╭─ Input
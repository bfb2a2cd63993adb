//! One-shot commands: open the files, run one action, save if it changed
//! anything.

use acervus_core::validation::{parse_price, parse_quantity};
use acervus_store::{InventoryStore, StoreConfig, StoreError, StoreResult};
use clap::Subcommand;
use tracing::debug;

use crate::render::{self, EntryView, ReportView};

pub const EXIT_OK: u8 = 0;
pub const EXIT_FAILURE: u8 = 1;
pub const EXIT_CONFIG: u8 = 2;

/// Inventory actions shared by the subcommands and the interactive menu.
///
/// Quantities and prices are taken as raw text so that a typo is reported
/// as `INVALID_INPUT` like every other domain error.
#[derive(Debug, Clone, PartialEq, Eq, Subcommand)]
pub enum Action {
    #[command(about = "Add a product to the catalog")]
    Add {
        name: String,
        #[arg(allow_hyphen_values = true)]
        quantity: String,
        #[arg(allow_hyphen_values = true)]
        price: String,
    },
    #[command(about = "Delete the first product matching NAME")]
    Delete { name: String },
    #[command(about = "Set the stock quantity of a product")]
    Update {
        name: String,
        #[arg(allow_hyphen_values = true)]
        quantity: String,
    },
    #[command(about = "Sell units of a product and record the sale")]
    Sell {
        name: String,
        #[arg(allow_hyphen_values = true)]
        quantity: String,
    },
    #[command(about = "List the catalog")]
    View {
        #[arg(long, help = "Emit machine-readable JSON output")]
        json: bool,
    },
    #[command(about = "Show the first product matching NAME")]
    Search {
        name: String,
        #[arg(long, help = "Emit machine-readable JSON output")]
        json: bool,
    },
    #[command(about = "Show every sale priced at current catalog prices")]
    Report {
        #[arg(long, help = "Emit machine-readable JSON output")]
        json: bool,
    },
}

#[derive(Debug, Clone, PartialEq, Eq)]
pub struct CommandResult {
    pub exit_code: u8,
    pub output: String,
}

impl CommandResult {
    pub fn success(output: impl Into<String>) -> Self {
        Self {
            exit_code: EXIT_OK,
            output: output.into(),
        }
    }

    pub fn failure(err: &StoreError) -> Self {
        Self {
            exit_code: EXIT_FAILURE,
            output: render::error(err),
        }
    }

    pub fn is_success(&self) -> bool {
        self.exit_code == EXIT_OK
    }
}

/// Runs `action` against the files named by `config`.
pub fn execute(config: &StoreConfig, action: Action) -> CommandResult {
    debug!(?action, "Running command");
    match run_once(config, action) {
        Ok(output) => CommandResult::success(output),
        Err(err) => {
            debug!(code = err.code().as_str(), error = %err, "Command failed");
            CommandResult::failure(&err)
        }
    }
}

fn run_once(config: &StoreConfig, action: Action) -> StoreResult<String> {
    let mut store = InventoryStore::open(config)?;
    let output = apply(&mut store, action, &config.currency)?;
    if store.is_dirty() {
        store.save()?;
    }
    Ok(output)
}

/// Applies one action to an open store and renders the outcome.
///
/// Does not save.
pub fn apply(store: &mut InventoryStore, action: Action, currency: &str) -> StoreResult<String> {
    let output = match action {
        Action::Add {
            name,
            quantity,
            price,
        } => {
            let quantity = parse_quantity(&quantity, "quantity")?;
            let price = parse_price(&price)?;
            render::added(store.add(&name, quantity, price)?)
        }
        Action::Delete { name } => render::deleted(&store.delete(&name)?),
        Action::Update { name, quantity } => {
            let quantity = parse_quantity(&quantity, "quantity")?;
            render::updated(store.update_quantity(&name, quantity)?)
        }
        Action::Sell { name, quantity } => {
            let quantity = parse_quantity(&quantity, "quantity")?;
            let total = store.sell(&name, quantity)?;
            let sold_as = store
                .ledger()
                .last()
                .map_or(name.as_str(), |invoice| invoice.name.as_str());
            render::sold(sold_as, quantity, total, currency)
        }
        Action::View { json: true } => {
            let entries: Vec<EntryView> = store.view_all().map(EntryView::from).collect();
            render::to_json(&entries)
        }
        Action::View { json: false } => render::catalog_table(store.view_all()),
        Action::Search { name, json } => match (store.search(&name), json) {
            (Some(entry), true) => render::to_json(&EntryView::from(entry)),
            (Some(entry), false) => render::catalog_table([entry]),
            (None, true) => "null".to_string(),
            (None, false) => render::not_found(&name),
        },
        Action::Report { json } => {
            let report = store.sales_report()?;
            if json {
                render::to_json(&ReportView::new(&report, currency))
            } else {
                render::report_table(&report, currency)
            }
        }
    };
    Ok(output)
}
╰─
╭─ Input
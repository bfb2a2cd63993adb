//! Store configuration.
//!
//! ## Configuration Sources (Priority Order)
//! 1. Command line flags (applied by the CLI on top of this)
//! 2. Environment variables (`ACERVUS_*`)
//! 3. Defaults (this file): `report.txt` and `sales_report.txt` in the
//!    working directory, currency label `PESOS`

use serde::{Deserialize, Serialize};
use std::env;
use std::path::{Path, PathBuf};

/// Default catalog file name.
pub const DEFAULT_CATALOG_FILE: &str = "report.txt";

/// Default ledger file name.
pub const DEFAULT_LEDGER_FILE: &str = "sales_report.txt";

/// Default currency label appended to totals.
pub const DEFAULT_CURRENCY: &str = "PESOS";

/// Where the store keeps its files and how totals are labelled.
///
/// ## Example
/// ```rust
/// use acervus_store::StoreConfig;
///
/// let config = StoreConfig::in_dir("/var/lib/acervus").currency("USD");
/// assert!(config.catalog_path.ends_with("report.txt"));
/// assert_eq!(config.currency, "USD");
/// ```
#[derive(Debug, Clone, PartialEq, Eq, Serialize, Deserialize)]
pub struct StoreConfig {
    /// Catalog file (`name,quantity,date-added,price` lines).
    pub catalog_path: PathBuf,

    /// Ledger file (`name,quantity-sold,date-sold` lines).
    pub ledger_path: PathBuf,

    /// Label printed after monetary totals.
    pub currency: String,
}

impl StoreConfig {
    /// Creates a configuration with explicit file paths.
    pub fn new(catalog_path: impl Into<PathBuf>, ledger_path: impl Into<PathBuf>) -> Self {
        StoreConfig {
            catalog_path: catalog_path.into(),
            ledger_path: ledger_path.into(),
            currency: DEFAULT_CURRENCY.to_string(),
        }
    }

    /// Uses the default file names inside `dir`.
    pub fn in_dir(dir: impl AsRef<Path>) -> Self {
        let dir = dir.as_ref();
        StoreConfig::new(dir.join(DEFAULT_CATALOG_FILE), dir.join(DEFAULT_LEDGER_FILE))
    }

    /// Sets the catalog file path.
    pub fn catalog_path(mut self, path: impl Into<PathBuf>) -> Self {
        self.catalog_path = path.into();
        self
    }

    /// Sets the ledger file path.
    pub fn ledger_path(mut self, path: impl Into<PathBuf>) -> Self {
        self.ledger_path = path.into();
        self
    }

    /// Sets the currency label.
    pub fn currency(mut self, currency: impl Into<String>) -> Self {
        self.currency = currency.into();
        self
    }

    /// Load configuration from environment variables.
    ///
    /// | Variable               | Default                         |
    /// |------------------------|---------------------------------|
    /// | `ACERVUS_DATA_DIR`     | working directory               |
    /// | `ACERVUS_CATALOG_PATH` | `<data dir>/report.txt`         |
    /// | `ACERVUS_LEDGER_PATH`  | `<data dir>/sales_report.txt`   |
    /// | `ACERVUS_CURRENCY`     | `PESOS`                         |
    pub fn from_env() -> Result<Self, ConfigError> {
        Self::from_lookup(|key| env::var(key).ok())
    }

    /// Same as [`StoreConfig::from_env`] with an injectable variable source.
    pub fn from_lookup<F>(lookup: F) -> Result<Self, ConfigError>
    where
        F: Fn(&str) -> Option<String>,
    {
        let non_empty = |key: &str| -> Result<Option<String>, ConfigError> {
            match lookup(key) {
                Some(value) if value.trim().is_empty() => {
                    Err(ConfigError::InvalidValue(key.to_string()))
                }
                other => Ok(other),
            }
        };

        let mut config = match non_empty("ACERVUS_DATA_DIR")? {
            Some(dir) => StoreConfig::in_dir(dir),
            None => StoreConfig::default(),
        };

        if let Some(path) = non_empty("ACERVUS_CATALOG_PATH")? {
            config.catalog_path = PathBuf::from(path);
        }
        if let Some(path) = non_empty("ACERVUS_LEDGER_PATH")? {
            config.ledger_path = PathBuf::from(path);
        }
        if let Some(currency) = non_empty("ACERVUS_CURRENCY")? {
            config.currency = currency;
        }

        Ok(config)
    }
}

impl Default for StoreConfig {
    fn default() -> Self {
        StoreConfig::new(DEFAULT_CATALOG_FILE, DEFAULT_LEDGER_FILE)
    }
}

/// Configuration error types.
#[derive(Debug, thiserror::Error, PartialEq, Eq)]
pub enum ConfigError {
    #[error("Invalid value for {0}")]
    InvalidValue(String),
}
╰─
╭─ Input
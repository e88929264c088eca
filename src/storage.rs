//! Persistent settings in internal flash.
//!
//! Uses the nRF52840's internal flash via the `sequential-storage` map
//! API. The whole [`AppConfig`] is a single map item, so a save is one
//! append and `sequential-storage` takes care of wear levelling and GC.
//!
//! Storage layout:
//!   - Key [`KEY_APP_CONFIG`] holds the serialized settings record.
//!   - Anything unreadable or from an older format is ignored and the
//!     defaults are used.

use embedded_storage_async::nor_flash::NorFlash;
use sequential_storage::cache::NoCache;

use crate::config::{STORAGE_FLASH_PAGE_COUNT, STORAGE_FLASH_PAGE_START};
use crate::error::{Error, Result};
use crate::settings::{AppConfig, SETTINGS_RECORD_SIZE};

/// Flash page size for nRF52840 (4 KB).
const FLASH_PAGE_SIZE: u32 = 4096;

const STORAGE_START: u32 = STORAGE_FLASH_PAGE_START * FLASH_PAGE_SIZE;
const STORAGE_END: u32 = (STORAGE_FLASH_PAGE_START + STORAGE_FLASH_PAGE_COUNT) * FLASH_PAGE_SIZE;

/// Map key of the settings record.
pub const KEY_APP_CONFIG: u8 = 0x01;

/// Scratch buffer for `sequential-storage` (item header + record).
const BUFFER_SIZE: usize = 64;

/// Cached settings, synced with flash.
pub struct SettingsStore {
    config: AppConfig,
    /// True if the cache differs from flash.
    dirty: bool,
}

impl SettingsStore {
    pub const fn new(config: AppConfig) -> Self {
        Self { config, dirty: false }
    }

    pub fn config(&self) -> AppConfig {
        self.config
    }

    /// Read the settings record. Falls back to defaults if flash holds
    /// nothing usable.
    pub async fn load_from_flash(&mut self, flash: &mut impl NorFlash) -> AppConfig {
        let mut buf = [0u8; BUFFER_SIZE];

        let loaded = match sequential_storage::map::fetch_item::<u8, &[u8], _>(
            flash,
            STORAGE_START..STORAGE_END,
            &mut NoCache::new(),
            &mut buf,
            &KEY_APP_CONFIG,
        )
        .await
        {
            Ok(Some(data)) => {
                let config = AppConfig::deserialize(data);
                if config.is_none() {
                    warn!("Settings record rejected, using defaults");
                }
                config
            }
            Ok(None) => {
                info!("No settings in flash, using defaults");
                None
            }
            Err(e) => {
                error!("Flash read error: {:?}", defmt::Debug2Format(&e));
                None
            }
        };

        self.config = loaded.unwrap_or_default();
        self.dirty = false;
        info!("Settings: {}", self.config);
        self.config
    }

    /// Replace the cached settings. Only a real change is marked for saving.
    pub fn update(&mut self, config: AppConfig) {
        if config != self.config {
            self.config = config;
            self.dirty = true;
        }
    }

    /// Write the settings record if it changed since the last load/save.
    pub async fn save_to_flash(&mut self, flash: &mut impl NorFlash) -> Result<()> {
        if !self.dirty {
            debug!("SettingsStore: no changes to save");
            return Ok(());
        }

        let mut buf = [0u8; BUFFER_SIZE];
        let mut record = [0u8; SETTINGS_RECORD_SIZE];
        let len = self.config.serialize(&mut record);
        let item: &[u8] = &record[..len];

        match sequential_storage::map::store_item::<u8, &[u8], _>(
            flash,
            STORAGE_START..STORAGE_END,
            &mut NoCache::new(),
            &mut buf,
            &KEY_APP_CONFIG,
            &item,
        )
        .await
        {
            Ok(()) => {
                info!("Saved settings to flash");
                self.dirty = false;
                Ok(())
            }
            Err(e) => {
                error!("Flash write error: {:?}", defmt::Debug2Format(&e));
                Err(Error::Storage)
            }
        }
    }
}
╰─
Task description -
For the word "last", show every line of the entries that holds it.

Solution for this task -
                .last()
    /// Write the settings record if it changed since the last load/save.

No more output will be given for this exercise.